- TASK GOAL
Search each line below for "drivers", then return the lines where it appears.

- MATERIAL TO PROCESS
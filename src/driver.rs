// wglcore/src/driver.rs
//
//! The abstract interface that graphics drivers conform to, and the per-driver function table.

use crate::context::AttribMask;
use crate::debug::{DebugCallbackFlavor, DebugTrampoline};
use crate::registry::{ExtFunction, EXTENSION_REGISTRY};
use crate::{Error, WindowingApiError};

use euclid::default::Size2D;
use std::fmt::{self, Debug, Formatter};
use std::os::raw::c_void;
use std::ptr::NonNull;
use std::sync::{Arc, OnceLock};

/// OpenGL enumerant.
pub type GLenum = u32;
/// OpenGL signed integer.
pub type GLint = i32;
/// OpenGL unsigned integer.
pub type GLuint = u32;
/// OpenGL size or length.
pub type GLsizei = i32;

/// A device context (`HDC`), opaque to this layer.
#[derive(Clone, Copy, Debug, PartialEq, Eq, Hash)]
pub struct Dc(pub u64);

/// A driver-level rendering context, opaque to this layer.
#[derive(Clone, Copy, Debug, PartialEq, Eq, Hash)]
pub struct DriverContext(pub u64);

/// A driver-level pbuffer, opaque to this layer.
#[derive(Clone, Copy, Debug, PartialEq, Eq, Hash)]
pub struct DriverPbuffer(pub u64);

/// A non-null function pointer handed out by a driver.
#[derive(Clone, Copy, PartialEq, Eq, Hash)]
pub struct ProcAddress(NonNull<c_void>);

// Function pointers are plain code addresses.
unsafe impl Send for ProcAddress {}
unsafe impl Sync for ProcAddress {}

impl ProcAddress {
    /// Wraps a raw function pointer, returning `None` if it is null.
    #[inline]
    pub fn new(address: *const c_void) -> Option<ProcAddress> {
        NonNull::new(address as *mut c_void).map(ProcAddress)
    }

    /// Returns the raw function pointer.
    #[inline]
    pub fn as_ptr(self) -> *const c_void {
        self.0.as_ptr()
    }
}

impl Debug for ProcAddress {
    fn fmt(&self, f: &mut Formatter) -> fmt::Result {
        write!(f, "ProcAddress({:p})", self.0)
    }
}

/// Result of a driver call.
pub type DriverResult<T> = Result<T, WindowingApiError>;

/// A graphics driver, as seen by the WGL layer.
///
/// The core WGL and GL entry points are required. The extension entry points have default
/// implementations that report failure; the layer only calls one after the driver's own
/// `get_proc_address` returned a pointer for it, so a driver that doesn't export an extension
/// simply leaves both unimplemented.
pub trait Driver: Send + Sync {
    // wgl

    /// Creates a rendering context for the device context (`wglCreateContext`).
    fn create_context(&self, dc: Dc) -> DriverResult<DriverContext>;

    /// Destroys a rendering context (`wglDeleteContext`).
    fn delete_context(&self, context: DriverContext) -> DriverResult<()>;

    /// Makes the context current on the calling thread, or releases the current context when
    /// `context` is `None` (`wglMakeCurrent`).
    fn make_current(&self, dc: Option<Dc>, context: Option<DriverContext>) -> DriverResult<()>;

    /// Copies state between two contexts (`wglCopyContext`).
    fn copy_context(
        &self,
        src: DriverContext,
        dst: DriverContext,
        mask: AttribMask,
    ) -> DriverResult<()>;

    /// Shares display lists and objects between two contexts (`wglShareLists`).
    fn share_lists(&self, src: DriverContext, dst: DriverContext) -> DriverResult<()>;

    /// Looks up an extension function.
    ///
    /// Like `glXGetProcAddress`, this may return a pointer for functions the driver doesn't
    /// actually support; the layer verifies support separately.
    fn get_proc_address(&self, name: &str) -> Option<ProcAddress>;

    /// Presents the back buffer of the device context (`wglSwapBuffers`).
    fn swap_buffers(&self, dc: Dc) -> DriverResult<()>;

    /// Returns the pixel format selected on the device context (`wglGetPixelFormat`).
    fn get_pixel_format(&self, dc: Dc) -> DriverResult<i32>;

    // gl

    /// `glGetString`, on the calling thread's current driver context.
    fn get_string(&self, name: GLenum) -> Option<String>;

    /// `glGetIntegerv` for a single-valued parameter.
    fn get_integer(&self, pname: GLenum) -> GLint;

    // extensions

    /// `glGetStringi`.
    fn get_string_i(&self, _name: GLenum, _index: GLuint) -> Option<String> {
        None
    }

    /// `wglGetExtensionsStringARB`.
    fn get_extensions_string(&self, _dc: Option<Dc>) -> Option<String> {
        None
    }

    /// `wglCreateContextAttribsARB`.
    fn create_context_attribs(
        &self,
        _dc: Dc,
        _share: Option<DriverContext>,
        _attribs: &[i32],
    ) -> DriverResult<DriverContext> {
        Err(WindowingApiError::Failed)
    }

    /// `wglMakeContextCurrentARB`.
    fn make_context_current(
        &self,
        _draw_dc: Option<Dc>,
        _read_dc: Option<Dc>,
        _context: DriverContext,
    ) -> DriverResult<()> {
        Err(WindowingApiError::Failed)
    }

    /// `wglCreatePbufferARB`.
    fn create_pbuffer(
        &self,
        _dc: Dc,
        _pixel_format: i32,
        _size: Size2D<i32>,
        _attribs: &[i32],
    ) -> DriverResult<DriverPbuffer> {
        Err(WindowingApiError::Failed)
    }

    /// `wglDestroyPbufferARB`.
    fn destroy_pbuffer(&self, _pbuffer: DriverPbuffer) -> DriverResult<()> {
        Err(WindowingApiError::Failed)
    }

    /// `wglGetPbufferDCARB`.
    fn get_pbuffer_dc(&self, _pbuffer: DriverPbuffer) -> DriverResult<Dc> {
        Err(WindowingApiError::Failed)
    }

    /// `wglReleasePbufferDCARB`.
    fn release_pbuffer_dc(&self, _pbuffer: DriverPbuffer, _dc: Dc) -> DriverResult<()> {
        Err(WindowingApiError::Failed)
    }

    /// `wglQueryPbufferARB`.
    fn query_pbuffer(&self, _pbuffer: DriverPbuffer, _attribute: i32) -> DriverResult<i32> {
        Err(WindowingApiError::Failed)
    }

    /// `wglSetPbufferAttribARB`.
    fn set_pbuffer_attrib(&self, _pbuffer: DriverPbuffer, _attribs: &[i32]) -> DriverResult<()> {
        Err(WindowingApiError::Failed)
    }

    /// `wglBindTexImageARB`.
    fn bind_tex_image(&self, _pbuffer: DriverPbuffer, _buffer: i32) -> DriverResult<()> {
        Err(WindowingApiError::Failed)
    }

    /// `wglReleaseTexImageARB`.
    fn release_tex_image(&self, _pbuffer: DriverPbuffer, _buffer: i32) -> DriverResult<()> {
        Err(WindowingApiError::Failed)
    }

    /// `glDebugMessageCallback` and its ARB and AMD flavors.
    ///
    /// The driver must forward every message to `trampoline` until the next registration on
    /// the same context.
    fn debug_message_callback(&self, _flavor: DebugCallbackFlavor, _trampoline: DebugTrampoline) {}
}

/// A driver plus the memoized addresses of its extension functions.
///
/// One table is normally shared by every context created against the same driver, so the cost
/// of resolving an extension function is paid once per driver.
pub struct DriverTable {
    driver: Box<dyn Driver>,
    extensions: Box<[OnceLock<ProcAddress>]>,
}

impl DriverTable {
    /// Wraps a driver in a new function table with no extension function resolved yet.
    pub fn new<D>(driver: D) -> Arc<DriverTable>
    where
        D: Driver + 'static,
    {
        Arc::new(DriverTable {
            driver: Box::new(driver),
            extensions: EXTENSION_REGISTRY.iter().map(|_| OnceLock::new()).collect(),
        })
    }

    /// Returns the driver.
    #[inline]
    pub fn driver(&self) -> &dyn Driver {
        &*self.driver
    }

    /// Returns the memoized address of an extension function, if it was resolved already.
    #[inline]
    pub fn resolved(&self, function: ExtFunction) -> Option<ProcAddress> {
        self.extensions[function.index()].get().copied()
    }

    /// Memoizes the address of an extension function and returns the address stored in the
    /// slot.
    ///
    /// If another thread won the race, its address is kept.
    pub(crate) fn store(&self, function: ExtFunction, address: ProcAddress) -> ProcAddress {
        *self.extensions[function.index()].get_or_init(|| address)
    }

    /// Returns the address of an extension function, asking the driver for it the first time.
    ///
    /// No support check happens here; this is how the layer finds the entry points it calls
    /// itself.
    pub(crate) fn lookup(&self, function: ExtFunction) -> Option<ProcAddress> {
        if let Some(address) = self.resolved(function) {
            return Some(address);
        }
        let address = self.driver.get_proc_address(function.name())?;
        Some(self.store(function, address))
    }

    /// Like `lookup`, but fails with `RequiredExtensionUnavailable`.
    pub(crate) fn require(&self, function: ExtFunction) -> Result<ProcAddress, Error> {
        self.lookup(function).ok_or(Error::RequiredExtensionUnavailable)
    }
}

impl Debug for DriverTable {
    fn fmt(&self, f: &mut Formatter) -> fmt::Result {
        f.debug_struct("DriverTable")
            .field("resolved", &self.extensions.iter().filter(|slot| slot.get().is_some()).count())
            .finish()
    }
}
* * *
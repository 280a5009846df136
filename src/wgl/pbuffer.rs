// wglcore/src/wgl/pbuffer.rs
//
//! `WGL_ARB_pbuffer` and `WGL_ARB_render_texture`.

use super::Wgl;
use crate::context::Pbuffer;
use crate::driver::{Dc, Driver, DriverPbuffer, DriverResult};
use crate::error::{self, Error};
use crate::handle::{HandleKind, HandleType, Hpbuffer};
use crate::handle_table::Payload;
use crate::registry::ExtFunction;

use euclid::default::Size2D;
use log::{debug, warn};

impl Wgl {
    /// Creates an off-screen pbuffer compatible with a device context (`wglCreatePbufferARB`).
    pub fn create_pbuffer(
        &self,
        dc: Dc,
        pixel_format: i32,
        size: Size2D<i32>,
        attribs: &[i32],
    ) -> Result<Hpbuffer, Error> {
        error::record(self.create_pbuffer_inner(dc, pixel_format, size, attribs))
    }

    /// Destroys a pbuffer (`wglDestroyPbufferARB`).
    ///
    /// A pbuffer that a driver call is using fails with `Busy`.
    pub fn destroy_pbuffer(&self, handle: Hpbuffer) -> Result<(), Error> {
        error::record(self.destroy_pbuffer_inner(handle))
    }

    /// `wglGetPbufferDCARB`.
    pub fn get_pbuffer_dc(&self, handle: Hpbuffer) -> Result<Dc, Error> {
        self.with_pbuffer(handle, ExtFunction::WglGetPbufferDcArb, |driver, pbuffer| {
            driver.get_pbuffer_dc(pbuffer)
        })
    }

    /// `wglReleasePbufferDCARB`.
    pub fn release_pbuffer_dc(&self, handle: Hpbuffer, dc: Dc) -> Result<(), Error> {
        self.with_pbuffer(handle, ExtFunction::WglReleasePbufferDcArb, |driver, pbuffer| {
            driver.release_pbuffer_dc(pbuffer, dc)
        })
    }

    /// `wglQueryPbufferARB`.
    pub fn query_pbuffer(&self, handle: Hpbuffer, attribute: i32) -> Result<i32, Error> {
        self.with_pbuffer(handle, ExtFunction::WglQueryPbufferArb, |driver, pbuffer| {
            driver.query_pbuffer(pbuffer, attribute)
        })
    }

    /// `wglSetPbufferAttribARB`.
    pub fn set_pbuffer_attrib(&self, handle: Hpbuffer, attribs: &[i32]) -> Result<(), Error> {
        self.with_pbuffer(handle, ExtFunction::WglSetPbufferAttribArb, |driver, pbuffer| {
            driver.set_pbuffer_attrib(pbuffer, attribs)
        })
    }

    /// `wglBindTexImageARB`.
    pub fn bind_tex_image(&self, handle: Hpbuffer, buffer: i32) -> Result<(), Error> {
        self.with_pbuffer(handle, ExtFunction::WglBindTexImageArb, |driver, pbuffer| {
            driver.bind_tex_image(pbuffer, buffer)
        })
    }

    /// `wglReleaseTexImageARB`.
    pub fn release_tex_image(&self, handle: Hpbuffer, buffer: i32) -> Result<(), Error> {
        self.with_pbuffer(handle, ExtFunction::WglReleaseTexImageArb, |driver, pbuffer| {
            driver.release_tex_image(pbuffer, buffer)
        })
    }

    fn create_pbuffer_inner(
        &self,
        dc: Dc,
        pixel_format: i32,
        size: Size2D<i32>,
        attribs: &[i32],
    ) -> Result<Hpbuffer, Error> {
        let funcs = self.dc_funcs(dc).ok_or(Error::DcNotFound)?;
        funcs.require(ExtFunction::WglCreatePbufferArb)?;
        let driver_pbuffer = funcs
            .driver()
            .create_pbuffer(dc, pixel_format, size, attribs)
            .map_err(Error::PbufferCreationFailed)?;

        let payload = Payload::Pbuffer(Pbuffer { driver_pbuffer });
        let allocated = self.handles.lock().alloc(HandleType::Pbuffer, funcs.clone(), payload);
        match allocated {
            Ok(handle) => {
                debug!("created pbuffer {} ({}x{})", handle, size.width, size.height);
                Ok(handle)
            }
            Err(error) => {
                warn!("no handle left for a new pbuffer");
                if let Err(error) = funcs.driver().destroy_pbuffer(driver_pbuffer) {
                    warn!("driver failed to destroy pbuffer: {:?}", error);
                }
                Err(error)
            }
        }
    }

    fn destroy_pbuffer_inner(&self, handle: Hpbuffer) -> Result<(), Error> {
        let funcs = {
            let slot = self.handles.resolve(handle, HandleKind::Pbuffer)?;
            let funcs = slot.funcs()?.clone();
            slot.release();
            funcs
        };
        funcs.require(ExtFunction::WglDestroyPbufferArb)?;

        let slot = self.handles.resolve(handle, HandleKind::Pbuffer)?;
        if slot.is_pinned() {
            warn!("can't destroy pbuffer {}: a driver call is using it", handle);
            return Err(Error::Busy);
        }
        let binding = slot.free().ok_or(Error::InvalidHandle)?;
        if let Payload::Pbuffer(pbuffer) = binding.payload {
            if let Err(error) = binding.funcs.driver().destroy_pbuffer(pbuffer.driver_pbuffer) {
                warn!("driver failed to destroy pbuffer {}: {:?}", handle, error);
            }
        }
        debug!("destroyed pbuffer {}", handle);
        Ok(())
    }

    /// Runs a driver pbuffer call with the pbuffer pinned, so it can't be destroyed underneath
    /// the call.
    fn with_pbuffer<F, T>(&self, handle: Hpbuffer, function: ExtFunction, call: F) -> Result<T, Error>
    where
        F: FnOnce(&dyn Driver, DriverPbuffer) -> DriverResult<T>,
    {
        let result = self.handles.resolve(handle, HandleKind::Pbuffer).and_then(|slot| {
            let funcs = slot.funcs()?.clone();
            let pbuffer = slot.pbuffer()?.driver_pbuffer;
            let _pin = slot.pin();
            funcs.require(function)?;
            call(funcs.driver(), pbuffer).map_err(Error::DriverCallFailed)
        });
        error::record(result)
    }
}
==
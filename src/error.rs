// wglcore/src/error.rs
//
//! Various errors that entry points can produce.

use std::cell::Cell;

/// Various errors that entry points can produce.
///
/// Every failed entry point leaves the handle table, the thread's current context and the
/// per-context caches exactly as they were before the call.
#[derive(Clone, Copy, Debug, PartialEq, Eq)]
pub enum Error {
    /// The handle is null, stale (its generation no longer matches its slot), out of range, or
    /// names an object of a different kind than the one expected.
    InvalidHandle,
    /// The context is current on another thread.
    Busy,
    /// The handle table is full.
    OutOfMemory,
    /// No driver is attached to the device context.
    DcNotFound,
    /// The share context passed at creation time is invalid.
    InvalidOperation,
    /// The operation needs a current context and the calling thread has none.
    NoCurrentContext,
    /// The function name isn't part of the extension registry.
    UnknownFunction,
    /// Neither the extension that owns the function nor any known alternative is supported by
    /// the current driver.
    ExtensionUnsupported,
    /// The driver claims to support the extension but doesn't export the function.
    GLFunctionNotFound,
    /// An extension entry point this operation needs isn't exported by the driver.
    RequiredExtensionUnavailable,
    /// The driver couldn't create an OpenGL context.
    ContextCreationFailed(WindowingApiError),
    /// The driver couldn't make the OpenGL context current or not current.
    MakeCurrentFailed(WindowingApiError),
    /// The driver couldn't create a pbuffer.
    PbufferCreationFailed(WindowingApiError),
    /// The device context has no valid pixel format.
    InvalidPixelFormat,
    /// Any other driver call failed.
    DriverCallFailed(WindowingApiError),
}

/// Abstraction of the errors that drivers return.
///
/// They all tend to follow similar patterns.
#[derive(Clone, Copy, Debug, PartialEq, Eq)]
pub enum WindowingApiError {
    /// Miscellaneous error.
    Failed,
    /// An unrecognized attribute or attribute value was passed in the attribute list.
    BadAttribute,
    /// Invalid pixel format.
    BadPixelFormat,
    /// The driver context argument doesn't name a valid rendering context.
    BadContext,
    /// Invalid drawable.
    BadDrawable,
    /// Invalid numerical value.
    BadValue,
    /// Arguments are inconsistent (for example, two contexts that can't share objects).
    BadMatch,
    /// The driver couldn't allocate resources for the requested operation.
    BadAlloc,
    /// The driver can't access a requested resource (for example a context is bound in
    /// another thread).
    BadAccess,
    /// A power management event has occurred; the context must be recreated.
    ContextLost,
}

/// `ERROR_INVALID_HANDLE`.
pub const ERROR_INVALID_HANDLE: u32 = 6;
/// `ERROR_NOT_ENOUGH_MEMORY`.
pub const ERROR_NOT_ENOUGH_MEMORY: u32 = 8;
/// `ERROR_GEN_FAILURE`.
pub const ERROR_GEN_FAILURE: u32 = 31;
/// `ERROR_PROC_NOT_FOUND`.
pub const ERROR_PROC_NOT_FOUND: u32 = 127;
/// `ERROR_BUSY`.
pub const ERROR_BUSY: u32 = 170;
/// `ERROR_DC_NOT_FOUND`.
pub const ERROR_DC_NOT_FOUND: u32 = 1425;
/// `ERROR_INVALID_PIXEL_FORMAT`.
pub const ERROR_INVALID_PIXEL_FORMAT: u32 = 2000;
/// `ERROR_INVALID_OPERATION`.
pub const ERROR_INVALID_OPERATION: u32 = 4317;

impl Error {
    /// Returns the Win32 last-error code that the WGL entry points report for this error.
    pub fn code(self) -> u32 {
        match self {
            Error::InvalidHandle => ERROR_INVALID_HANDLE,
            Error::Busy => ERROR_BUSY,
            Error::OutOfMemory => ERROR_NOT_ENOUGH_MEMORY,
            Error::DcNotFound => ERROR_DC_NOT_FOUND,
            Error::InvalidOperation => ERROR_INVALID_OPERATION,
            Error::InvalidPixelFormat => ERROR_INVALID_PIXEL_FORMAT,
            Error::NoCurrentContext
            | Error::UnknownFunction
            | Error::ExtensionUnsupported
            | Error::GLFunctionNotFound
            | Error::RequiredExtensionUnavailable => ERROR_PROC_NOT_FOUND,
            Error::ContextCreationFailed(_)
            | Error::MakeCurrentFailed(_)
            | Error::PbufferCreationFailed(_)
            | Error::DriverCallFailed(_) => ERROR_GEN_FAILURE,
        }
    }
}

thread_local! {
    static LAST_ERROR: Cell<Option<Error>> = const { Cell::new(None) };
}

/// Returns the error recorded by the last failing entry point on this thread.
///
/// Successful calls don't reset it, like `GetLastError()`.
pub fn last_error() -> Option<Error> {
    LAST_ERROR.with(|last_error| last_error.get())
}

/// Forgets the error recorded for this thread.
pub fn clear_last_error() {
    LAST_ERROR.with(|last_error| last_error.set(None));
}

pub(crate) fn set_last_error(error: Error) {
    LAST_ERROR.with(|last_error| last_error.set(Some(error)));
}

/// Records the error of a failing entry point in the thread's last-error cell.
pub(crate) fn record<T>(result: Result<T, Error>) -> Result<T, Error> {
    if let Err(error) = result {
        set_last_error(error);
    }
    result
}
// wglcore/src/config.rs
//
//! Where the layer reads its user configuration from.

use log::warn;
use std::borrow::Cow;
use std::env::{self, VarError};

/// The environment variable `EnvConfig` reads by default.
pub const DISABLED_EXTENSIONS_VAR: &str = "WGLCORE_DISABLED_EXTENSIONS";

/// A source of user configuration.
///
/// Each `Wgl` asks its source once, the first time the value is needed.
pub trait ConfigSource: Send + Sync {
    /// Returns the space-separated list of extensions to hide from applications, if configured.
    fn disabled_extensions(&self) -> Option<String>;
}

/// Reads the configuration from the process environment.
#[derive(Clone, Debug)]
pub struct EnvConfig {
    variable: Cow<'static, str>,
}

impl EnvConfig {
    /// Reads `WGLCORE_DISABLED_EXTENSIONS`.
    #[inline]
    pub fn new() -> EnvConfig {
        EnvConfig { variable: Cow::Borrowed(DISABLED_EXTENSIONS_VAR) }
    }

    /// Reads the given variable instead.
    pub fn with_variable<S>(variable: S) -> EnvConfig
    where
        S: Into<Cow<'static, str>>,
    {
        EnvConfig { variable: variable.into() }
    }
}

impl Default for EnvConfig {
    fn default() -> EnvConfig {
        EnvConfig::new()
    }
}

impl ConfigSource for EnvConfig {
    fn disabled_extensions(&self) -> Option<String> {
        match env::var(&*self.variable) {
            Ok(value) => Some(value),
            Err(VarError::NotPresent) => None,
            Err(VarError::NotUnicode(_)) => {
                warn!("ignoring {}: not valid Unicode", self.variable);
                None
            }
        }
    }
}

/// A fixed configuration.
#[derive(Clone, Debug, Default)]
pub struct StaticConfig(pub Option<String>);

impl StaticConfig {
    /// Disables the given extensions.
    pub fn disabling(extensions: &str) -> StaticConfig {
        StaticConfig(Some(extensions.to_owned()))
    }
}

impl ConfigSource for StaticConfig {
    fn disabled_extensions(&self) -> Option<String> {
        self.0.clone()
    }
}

- PROBLEM SOLUTION
//! The abstract interface that graphics drivers conform to, and the per-driver function table.
/// Abstraction of the errors that drivers return.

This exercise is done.